# The adorable chocolate chunk. (name suggestions welcome)



## nikkiluvsu15 (Jun 9, 2010)

OMG - PUPPY  I totally miss these adorable days... but this is their first puppy so they are "hiring" me to help them train him.  First off, Harleigh was being a total brat... I think she was jealous she wasn't getting all the attention anymore. 

Anyways, here are some pictures... they were taken with my phone so they aren't the best, but don't worry I'll be taking my camera at some point to their house and will try to get some better ones.

photo1 by AdventuresOfACrazyLab, on Flickr

photo2 by AdventuresOfACrazyLab, on Flickr

photo3 by AdventuresOfACrazyLab, on Flickr

photo4 by AdventuresOfACrazyLab, on Flickr

photo5 by AdventuresOfACrazyLab, on Flickr


So... name suggestions? They can't agree on anything


----------



## xellil (Apr 4, 2011)

Man, he's big and beautiful! 

I don't have a suggestion for a name (I am the one who named my dog Snorkels and the last dog I had I named Dawg so the only thing that comes to mind when I look at him is Scoobie Doobie Doobie) 

It's hard when you're the only dog and you have to deal with a puppy everyone is cooing over. I think Harleigh is saying look at me! Look at me!


----------



## Davey (Oct 11, 2011)

He is too cute!

Scooter? (He looks like a Muppet to me)


----------



## barneysmom2510 (Oct 12, 2011)

Labs are just the cutest puppies I especially love the chocolate ones.


----------



## Javadoo (May 23, 2011)

I am going to go with Bruin for the name!!
Nikki-you know I already have the name picked out for my chocolate boy, but I just can't share!!


----------



## nikkiluvsu15 (Jun 9, 2010)

One of the sons wants to name him Thumper, as he is a very serious drummer (and absolutely amazing at that). I think that name is the cutest thing EVER, but not everyone likes it. I can't wait to go see him again... I want some more puppy snuggles <3


----------



## leilaquinn (Sep 7, 2011)

So so Cute!


----------



## Bergy (Oct 14, 2011)

He is adorable. Our female was named Nestle' and her brothers that I remember were named Snickers and Chip


----------



## hmbutler (Aug 4, 2011)

Chip is such a cute name for a chocolate lab!!


----------



## Kat (Jul 12, 2011)

Awww I love labs, we used to have a chocolate one when I was younger. His name was Milo, I love that name for a chocolate lab, apparently its a type of jamaican hot chocolate too, which I found out after we'd already named him lol.


----------



## meggels (May 30, 2010)

Grover


he's cute


----------



## nikkiluvsu15 (Jun 9, 2010)

The winning name was Murphy - when I think he looks like.

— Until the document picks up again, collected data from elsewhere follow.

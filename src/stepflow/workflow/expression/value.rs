// SPDX-License-Identifier: MIT

//! Coercions shared by the evaluator and the function tables

use serde_json::{Number, Value};
use std::cmp::Ordering;

use crate::adk::error::EvaluationError;

/// Largest integer an f64 represents exactly
const MAX_SAFE_INTEGER: f64 = 9_007_199_254_740_991.0;

/// Build a JSON number, preferring integers when the value is integral
pub fn json_number(n: f64) -> Value {
    if n.is_finite() && n.fract() == 0.0 && n.abs() <= MAX_SAFE_INTEGER {
        Value::from(n as i64)
    } else {
        Number::from_f64(n).map(Value::Number).unwrap_or(Value::Null)
    }
}

/// Truthiness used inside expressions (`!`, `&&`, `||`, `?:`)
pub fn truthy(value: &Value) -> bool {
    match value {
        Value::Null => false,
        Value::Bool(b) => *b,
        Value::Number(n) => n.as_f64().is_some_and(|f| f != 0.0 && !f.is_nan()),
        Value::String(s) => !s.is_empty(),
        Value::Array(_) | Value::Object(_) => true,
    }
}

/// Coercion of a routing decision to a branch
///
/// `true`, non-zero numbers and non-empty arrays or objects select the `true`
/// branch. Strings, `null` and empty collections select `false`.
pub fn branch_truth(value: &Value) -> bool {
    match value {
        Value::Bool(b) => *b,
        Value::Number(n) => n.as_f64().is_some_and(|f| f != 0.0 && !f.is_nan()),
        Value::Array(items) => !items.is_empty(),
        Value::Object(map) => !map.is_empty(),
        Value::Null | Value::String(_) => false,
    }
}

/// Numeric view of a value for arithmetic
pub fn to_number(value: &Value) -> Result<f64, EvaluationError> {
    match value {
        Value::Number(n) => Ok(n.as_f64().unwrap_or(0.0)),
        Value::Bool(b) => Ok(if *b { 1.0 } else { 0.0 }),
        Value::Null => Ok(0.0),
        Value::String(s) => {
            let trimmed = s.trim();
            if trimmed.is_empty() {
                return Ok(0.0);
            }
            trimmed.parse::<f64>().map_err(|_| {
                EvaluationError::type_error(format!("cannot convert '{}' to a number", s))
            })
        }
        Value::Array(_) => Err(EvaluationError::type_error("cannot convert array to a number")),
        Value::Object(_) => Err(EvaluationError::type_error(
            "cannot convert object to a number",
        )),
    }
}

/// Text form used by `str()`, string concatenation and method arguments
pub fn display_string(value: &Value) -> String {
    match value {
        Value::String(s) => s.clone(),
        Value::Null => "null".to_string(),
        Value::Bool(b) => b.to_string(),
        Value::Number(n) => match n.as_f64() {
            Some(f) if n.is_f64() => match json_number(f) {
                Value::Number(normalized) => normalized.to_string(),
                _ => f.to_string(),
            },
            _ => n.to_string(),
        },
        other => other.to_string(),
    }
}

/// Structural equality that ignores the integer/float distinction
pub fn values_equal(a: &Value, b: &Value) -> bool {
    match (a, b) {
        (Value::Number(x), Value::Number(y)) => x.as_f64() == y.as_f64(),
        (Value::Array(x), Value::Array(y)) => {
            x.len() == y.len() && x.iter().zip(y).all(|(l, r)| values_equal(l, r))
        }
        (Value::Object(x), Value::Object(y)) => {
            x.len() == y.len()
                && x
                    .iter()
                    .all(|(k, v)| y.get(k).is_some_and(|other| values_equal(v, other)))
        }
        _ => a == b,
    }
}

/// Ordering for relational operators
///
/// Only numbers with numbers and strings with strings are ordered; any other
/// pairing compares as unordered and every relational test on it is false.
pub fn compare(a: &Value, b: &Value) -> Option<Ordering> {
    match (a, b) {
        (Value::Number(x), Value::Number(y)) => x.as_f64()?.partial_cmp(&y.as_f64()?),
        (Value::String(x), Value::String(y)) => Some(x.cmp(y)),
        (Value::Number(x), Value::String(y)) => {
            x.as_f64()?.partial_cmp(&y.trim().parse::<f64>().ok()?)
        }
        (Value::String(x), Value::Number(y)) => {
            x.trim().parse::<f64>().ok()?.partial_cmp(&y.as_f64()?)
        }
        _ => None,
    }
}

/// JS `typeof`
pub fn type_of(value: &Value) -> &'static str {
    match value {
        Value::Null | Value::Array(_) | Value::Object(_) => "object",
        Value::Bool(_) => "boolean",
        Value::Number(_) => "number",
        Value::String(_) => "string",
    }
}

I'm going to see him tomorrow, so I'm hoping to get some better pictures!!! Can't wait to get some more puppy snuggles.



meggels said:


> Grover
> 
> 
> he's cute


LOL - all I think about when I hear "Grover" is Grover Cleveland. I have American History 2 this semester and we just got done discussing him, so now all I can picture an old man with a mustache! :biggrin:


----------



## hmbutler (Aug 4, 2011)

Kat said:


> Awww I love labs, we used to have a chocolate one when I was younger. His name was Milo, I love that name for a chocolate lab, *apparently its a type of jamaican hot chocolate too*, which I found out after we'd already named him lol.


Do you guys drink Milo in the US? Or is that an Australian drink? We mix it in milk, it's like a chocolatey drink (but tastes NOTHING like other hot chocs etc), we drink it hot or cold, its delicious! So Milo suits as well :biggrin:


----------



## xchairity_casex (Oct 8, 2011)

oh wow he sure is going to be a big boy isnt he? so adorable!!


----------



## meggels (May 30, 2010)

WOOOOOHOOOOOO

MURPHY FTW



I'm a big fan of the name LOL  My Murphy was either going to be that, or....Grover


----------



## ILOVEDANES (Oct 13, 2011)

He's SOOOOOO cute!


----------